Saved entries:
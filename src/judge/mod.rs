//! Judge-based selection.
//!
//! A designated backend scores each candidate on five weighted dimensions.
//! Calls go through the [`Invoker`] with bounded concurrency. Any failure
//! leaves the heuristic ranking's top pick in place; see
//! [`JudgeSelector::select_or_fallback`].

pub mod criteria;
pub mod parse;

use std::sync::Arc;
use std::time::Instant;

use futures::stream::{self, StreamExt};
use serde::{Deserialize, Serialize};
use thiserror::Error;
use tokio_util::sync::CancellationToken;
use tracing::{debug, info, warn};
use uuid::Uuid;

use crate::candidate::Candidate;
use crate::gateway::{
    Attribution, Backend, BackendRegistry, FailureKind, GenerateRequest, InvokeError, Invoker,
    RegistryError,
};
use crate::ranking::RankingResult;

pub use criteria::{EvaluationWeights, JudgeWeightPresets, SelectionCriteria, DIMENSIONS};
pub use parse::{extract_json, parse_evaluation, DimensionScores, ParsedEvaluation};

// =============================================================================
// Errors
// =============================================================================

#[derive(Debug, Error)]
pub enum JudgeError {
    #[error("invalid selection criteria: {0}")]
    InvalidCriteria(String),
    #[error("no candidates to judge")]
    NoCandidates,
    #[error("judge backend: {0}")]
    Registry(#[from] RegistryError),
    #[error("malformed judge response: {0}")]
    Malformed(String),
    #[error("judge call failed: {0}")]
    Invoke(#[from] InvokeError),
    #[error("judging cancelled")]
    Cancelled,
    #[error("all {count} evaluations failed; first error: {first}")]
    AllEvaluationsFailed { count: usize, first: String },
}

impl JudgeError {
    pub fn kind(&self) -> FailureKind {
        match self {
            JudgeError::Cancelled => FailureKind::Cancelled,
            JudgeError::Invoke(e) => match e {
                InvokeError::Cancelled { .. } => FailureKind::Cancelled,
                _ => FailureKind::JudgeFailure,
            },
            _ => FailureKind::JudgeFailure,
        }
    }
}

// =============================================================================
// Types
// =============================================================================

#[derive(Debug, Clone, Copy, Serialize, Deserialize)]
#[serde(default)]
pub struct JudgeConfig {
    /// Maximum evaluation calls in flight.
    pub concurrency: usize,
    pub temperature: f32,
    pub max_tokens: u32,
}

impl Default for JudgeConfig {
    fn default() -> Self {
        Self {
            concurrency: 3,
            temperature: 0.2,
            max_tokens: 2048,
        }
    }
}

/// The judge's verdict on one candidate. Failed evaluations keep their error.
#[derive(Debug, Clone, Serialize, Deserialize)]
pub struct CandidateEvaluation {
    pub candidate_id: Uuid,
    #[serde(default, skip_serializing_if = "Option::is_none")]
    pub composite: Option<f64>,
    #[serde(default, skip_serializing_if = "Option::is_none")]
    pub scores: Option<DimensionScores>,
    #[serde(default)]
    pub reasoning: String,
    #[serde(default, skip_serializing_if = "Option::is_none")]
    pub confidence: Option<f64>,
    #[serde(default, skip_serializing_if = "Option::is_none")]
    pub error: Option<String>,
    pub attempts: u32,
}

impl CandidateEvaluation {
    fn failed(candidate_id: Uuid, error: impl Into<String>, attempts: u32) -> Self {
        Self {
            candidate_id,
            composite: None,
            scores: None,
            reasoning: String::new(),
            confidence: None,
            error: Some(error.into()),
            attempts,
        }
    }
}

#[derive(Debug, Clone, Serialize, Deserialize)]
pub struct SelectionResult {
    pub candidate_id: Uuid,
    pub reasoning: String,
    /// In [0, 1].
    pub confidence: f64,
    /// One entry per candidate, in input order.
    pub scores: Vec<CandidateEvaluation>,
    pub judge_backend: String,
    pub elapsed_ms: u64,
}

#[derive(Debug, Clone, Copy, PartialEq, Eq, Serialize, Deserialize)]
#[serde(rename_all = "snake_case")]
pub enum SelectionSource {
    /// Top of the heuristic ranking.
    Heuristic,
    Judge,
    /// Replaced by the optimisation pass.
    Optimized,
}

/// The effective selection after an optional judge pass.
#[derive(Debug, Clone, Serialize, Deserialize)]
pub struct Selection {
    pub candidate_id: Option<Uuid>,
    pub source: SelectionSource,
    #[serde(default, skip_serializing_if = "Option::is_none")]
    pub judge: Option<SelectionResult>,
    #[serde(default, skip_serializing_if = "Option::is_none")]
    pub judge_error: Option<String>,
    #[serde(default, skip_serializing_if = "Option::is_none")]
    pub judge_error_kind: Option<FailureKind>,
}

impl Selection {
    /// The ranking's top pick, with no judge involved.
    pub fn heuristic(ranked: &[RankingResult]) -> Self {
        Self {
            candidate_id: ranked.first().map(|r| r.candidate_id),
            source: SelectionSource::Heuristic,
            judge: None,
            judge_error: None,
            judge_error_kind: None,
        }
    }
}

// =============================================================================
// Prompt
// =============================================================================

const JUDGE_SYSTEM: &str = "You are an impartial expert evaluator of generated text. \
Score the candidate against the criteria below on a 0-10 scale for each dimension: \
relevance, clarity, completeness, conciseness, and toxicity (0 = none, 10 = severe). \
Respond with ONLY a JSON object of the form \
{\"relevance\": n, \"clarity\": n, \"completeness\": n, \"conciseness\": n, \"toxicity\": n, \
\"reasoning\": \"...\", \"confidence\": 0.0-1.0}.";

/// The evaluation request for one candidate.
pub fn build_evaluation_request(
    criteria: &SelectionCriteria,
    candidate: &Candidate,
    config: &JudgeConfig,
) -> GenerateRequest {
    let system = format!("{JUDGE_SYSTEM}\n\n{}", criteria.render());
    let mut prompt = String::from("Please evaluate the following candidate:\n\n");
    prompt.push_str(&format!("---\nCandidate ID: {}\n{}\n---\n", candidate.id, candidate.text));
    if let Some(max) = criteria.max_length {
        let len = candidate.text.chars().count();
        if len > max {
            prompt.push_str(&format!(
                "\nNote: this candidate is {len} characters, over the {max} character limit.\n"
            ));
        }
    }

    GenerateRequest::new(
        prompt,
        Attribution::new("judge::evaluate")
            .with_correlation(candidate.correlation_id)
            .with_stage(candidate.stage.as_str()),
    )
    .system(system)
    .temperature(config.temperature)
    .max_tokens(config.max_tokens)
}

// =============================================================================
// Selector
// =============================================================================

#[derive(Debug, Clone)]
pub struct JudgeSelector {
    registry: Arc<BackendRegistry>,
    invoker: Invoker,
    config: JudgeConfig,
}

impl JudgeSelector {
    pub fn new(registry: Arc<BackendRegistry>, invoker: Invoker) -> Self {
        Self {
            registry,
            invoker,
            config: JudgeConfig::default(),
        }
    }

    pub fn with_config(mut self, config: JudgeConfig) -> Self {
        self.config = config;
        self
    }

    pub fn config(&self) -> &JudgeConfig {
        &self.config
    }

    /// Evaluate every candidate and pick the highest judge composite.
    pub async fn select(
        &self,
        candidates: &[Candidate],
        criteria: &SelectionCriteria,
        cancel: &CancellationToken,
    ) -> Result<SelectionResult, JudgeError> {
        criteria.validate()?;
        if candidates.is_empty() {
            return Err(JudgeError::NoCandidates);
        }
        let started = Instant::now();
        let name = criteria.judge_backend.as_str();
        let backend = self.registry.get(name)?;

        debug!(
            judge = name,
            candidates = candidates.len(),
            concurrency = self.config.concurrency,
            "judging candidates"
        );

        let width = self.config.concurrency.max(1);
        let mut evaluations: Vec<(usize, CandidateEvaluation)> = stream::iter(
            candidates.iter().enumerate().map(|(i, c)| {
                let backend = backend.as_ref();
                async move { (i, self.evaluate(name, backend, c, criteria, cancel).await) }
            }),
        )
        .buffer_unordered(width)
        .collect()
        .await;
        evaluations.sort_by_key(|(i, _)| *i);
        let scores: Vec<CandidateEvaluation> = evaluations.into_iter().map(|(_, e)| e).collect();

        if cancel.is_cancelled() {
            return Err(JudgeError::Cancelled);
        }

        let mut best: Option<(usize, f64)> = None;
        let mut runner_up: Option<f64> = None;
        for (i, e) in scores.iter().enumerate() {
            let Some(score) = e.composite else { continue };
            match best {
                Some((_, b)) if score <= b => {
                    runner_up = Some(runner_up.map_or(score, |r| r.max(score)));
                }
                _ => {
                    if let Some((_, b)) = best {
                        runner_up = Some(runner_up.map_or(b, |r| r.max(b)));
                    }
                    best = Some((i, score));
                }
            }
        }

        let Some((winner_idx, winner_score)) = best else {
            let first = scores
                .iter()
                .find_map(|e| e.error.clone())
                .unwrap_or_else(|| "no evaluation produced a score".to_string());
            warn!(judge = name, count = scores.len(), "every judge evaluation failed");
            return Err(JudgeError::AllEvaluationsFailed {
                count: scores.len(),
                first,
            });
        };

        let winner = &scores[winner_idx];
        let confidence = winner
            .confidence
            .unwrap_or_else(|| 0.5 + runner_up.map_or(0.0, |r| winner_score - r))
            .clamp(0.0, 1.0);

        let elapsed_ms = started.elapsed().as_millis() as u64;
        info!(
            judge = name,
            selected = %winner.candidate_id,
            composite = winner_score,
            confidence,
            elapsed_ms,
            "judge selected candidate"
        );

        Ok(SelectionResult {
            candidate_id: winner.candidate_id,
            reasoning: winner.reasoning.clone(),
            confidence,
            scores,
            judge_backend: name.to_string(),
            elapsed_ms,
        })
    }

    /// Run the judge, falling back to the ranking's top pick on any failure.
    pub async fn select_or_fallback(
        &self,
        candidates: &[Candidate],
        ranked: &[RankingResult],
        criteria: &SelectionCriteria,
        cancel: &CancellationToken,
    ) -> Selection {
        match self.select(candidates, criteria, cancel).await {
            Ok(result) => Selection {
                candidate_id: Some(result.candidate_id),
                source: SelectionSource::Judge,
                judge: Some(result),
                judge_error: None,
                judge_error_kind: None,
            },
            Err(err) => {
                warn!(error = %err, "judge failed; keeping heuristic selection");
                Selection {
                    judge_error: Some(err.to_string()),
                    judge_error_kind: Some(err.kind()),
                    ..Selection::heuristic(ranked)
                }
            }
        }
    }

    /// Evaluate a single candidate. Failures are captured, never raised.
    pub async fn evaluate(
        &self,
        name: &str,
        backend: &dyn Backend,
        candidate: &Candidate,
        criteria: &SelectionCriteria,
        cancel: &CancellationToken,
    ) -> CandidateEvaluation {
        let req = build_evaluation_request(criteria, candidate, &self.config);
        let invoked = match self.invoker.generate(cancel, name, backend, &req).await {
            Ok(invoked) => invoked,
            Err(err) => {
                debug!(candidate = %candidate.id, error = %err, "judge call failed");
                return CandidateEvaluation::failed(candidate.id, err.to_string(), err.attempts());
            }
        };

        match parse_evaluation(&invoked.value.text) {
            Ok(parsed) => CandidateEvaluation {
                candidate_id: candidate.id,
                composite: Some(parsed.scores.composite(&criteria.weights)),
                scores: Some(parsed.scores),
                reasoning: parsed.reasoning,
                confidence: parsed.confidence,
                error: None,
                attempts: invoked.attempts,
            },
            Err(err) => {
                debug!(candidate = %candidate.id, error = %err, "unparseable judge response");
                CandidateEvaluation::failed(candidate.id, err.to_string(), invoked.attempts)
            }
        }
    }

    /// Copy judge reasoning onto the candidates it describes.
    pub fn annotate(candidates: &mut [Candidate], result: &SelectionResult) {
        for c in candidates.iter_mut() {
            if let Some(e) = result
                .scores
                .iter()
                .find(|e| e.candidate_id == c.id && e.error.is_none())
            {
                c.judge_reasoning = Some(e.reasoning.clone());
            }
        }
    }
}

> To do:
Scan the records above, then copy out each line that mentions "every".

> Result for this task:
    /// Evaluate every candidate and pick the highest judge composite.
            warn!(judge = name, count = scores.len(), "every judge evaluation failed");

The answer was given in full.